A Mastercard executou garantias de dívidas para assumir o controle de parte do capital social da varejista on-line de móveis Westwing e do Banco de Brasília (BRB), em meio ao imbróglio envolvendo a liquidação extrajudicial do Will Bank, subsidiária do Master.
Na Westwing, a bandeira de cartões obteve 3.540.768 ações, o equivalente a 31,87% do capital social da empresa, mas informou que não pretende exercer os direitos políticos vinculados à participação.
A multinacional também adquiriu 33.684.706 papéis do BRB, ou 6,93% do banco público, também sem intenção de produzir alteração no controle acionário.

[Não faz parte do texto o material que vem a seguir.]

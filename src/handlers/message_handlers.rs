use actix_session::Session;
use actix_web::{HttpRequest, HttpResponse, web};
use sqlx::PgPool;

use crate::audit::{self, OriginIp, actions};
use crate::auth::capabilities::Capability;
use crate::auth::session::actor;
use crate::errors::AppError;
use crate::models::message::{self, MessageForm, MessageInbox, RECENT_LIMIT};
use crate::models::user;
use crate::responses::{ApiMessage, CreatedResponse};

/// GET /api/v1/messages - latest broadcasts and how many the caller has not read.
pub async fn list(pool: web::Data<PgPool>, session: Session) -> Result<HttpResponse, AppError> {
    let (user_id, _, _) = actor(&session, Capability::View)?;
    let profile = user::find_by_id(&pool, user_id).await?.ok_or(AppError::Unauthorized)?;

    let messages = message::find_recent(&pool, RECENT_LIMIT).await?;
    let unread = message::unread_count(&messages, profile.last_read_message_id);
    Ok(HttpResponse::Ok().json(MessageInbox { messages, unread }))
}

pub async fn send(
    req: HttpRequest,
    pool: web::Data<PgPool>,
    session: Session,
    origin: web::Data<OriginIp>,
    body: web::Json<MessageForm>,
) -> Result<HttpResponse, AppError> {
    let (_, email, _) = actor(&session, Capability::Admin)?;
    let text = body.validate().map_err(AppError::Validation)?;

    let id = message::create(&pool, &text, &email).await?;
    audit::record(&pool, &origin, &req, &email, actions::MESSAGE_SEND, &text).await;

    Ok(HttpResponse::Created().json(CreatedResponse { id }))
}

/// POST /api/v1/messages/read - mark everything up to the newest message as read.
pub async fn mark_read(pool: web::Data<PgPool>, session: Session) -> Result<HttpResponse, AppError> {
    let (user_id, _, _) = actor(&session, Capability::View)?;

    if let Some(latest) = message::latest_id(&pool).await? {
        user::mark_messages_read(&pool, user_id, latest).await?;
    }
    Ok(HttpResponse::Ok().json(ApiMessage::new("Avisos marcados como lidos")))
}
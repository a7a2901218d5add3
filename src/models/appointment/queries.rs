use sqlx::PgPool;

use super::normalize::RawAppointment;
use super::types::NewAppointment;

/// Columns as stored. The date is text because the import pipeline writes whatever
/// the source document used; the `pericias_canonicalize` trigger rewrites valid dates
/// to `YYYY-MM-DD` and uppercases the examinee, so ordering and uniqueness see
/// canonical values. Invalid dates stay as written and end up in quarantine.
#[derive(Debug, sqlx::FromRow)]
struct AppointmentRow {
    id: i64,
    data_pericia: Option<String>,
    perito: Option<String>,
    especialidade: Option<String>,
    periciado: Option<String>,
    observacao: Option<String>,
    import_batch_id: Option<String>,
}

impl From<AppointmentRow> for RawAppointment {
    fn from(row: AppointmentRow) -> Self {
        RawAppointment {
            id: row.id,
            date: row.data_pericia,
            expert: row.perito,
            specialty: row.especialidade,
            examinee: row.periciado,
            outcome: row.observacao,
            batch_id: row.import_batch_id,
        }
    }
}

const SELECT_APPOINTMENT: &str = "\
    SELECT id, data_pericia, perito, especialidade, periciado, observacao, import_batch_id \
    FROM pericias";

/// Fetch up to `limit` rows ordered by exam date (earliest first).
pub async fn fetch_raw(pool: &PgPool, limit: i64) -> Result<Vec<RawAppointment>, sqlx::Error> {
    let sql = format!("{SELECT_APPOINTMENT} ORDER BY data_pericia ASC, id ASC LIMIT $1");
    let rows: Vec<AppointmentRow> = sqlx::query_as(&sql)
        .bind(limit)
        .fetch_all(pool)
        .await?;
    Ok(rows.into_iter().map(RawAppointment::from).collect())
}

pub async fn find_by_id(pool: &PgPool, id: i64) -> Result<Option<RawAppointment>, sqlx::Error> {
    let sql = format!("{SELECT_APPOINTMENT} WHERE id = $1");
    let row: Option<AppointmentRow> = sqlx::query_as(&sql)
        .bind(id)
        .fetch_optional(pool)
        .await?;
    Ok(row.map(RawAppointment::from))
}

/// Insert a canonicalized appointment with an empty outcome. Returns the new id.
///
/// A second appointment for the same examinee on the same date violates
/// `pericias_periciado_data_key`, whatever format either row was written in.
pub async fn create(pool: &PgPool, new: &NewAppointment) -> Result<i64, sqlx::Error> {
    sqlx::query_scalar(
        "INSERT INTO pericias (data_pericia, periciado, perito, especialidade, observacao) \
         VALUES ($1, $2, $3, $4, '') RETURNING id",
    )
    .bind(&new.date)
    .bind(&new.examinee)
    .bind(&new.expert)
    .bind(&new.specialty)
    .fetch_one(pool)
    .await
}

/// Update outcome and/or examinee name. Returns false when the row does not exist.
pub async fn update(
    pool: &PgPool,
    id: i64,
    outcome: Option<&str>,
    examinee: Option<&str>,
) -> Result<bool, sqlx::Error> {
    let result = sqlx::query(
        "UPDATE pericias SET \
            observacao = COALESCE($2, observacao), \
            periciado = COALESCE($3, periciado) \
         WHERE id = $1",
    )
    .bind(id)
    .bind(outcome)
    .bind(examinee)
    .execute(pool)
    .await?;
    Ok(result.rows_affected() > 0)
}

pub async fn delete(pool: &PgPool, id: i64) -> Result<bool, sqlx::Error> {
    let result = sqlx::query("DELETE FROM pericias WHERE id = $1")
        .bind(id)
        .execute(pool)
        .await?;
    Ok(result.rows_affected() > 0)
}

/// Delete every row tagged with an import batch. Returns the number of rows removed.
pub async fn delete_batch(pool: &PgPool, batch_id: &str) -> Result<u64, sqlx::Error> {
    let result = sqlx::query("DELETE FROM pericias WHERE import_batch_id = $1")
        .bind(batch_id)
        .execute(pool)
        .await?;
    Ok(result.rows_affected())
}

/// Rows currently tagged with an import batch.
pub async fn count_batch(pool: &PgPool, batch_id: &str) -> Result<i64, sqlx::Error> {
    sqlx::query_scalar("SELECT COUNT(*) FROM pericias WHERE import_batch_id = $1")
        .bind(batch_id)
        .fetch_one(pool)
        .await
}
/// Validate an email: must contain '@' and '.', max 254 chars.
pub fn validate_email(email: &str) -> Option<String> {
    let trimmed = email.trim();
    if trimmed.is_empty() {
        return Some("Email é obrigatório".to_string());
    }
    if trimmed.len() > 254 {
        return Some("Email deve ter no máximo 254 caracteres".to_string());
    }
    if !trimmed.contains('@') || !trimmed.contains('.') {
        return Some("Email inválido".to_string());
    }
    None
}

/// Validate a password: min 8 chars.
pub fn validate_password(password: &str) -> Option<String> {
    if password.is_empty() {
        return Some("Senha é obrigatória".to_string());
    }
    if password.chars().count() < 8 {
        return Some("Senha deve ter pelo menos 8 caracteres".to_string());
    }
    None
}

/// Validate a required text field with a max length (in characters).
pub fn validate_required(value: &str, field_name: &str, max_len: usize) -> Option<String> {
    let trimmed = value.trim();
    if trimmed.is_empty() {
        return Some(format!("{field_name} é obrigatório"));
    }
    if trimmed.chars().count() > max_len {
        return Some(format!("{field_name} deve ter no máximo {max_len} caracteres"));
    }
    None
}

/// Validate an optional text field with a max length (empty is OK).
pub fn validate_optional(value: &str, field_name: &str, max_len: usize) -> Option<String> {
    let trimmed = value.trim();
    if !trimmed.is_empty() && trimmed.chars().count() > max_len {
        return Some(format!("{field_name} deve ter no máximo {max_len} caracteres"));
    }
    None
}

Em nota, a Mastercard informou que mantém diferentes tipos de garantias de seus participantes, entre elas ações, como parte da gestão de risco enquanto pagamento regulado. "Essas garantias têm como finalidade exclusiva assegurar o cumprimento de obrigações de pagamento por parte dos emissores em caso de inadimplemento", explicou.
Na terça-feira, a Mastercard deixou de aceitar compras feitas por cartões de crédito do Will Bank, do qual é um dos principais credores.
Em resposta, o Banco Central decretou a liquidação extrajudicial da fintech, cujo o controlado, o Banco Master Múltiplo, estava sob Regime de Administração Especial Temporária (Raet).
A instituição havia ficado de fora da liquidação do Master, porque havia a possibilidade de uma venda para outro grupo.